I'll throw a log on this fire. I always figured if an oil filter is catching any metal particles that would damage an engine, that engine is already too far gone. But since there is one on there might as well change it every other change. Just don't see how they can charge 8 to 10 bucks for that little imported filter. But for new engine break in, even with today's manf. techniques, I'd change that oil pretty quick, then run it normally. Well maintained engine will outlast a couple hydros.
Over my 51 years of working in a full time job, I have had the priviledge of working in a massive range of industries and every one of them was a real eye opener.
Nothing is ever as simple as it seams, particularly when it comes to what some thing costs, be it a basket ball hoop and a bit of tarmac in a school playground through to a 200 ton autoclave in a bauxite plant.

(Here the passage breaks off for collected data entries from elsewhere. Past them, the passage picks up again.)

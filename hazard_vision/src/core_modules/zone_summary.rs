// THEORY:
// The reporting layer's view of one zone log: how many alerts of each level and
// which were the most recent. A linear scan over the records is all it takes at
// the volumes a single camera produces in a day.

use crate::core_modules::alert_record::AlertRecord;
use crate::core_modules::risk_model::RiskLevel;

/// How many trailing incidents a summary keeps.
pub const RECENT_INCIDENT_COUNT: usize = 5;

#[derive(Debug, Clone, Default, PartialEq, Eq)]
pub struct ZoneSummary {
    pub total: usize,
    pub high: usize,
    pub medium: usize,
    pub low: usize,
    /// The last `RECENT_INCIDENT_COUNT` records, oldest first.
    pub recent: Vec<AlertRecord>,
}

impl ZoneSummary {
    pub fn from_records(records: &[AlertRecord]) -> Self {
        let mut summary = Self {
            total: records.len(),
            ..Self::default()
        };
        for record in records {
            match record.level {
                RiskLevel::High => summary.high += 1,
                RiskLevel::Medium => summary.medium += 1,
                RiskLevel::Low => summary.low += 1,
            }
        }
        let start = records.len().saturating_sub(RECENT_INCIDENT_COUNT);
        summary.recent = records[start..].to_vec();
        summary
    }
}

The bulk of my work life was in transport either as a contractor, company owner or warehouse manager.
Now for your filter.
They are bought in the thousands because the filter factory might only make that particular filter once every years for high volume ones to every 2 years for others.
Filter factories will usually only have a few production lines so can only make a dozen or so different one at at any time and there are thousands of filters.
The machines have to work flat chat with the minimum of changeover or set up time or the factory runs at a loss.
Thus Briggs have already paid for them long before you by them.
If you know people in retail you will know this is the opposite of what usually happens, retailers generally stock what they can sell before they have to pay their supplier.
In warehousing you really see it, in the first week of a month, the pickers run 2 x 12 hour shifts , every delivery van leaves totally full and you have to call in outside drivers to take up the slack.
On the last week of the month, the pickers are playing fork lift basket ball, the floor have been swept so many times it is shinny & the delivery drivers barely have enough freight on board to cover the floor.
This is because the retailers pay monthly, a month in arrears from the end of the month.
So recieved on the first day of the month then they have all that month & the following one to pay for the goods by which time they hope you have bought it before they have to pay for it.
In my warehouses a pallet space was worth anything from $ 20 to $ 75 a week depending upon the size & throughput of the warehouse.
Briggs would have anything from 1 to 50 ( numbers pulled from the blue ) pallets of each of their oil filters, accruing warehousing costs an a daily basis, sitting on the floor.
These are at manufacturing cost, plus freight to the warehouse, as freight companies usually get paid at drop off, or they don't drop the freight.
The filters they sell to retailers early in the piece make a really good profit but by the time they get to the reorder stock level, those filters are being sold at a loss.
And that does not include oppertunity cost losses or overdraught interest those filters have incurred or interest that could have been made on the cost price of the filters lost.
Also that does not include the cost of getting someone to pull 1 filter from the pick face to add to my order, invoicing me, loading it onto a van and delivering it to my workshop.
Thus a filter that might have cost Briggs $ 2 ex filter factory door ends up costing you $ 10 in a shop
People who know it was sold to Briggs for $2 will get onto face book and carry on claiming rip off but in reality they are barely covering costs.
When it gets to the point that keeping the filters in stock is costing a lot more than they are selling them for, Briggs do a bulk order special to get rid of the old stock before they end up costing double what they are selling them for.
This is one reason why Chinese mowers are so cheap, no warehouses full of spare parts costing more money to store & deliver than the retail price customers pay for them.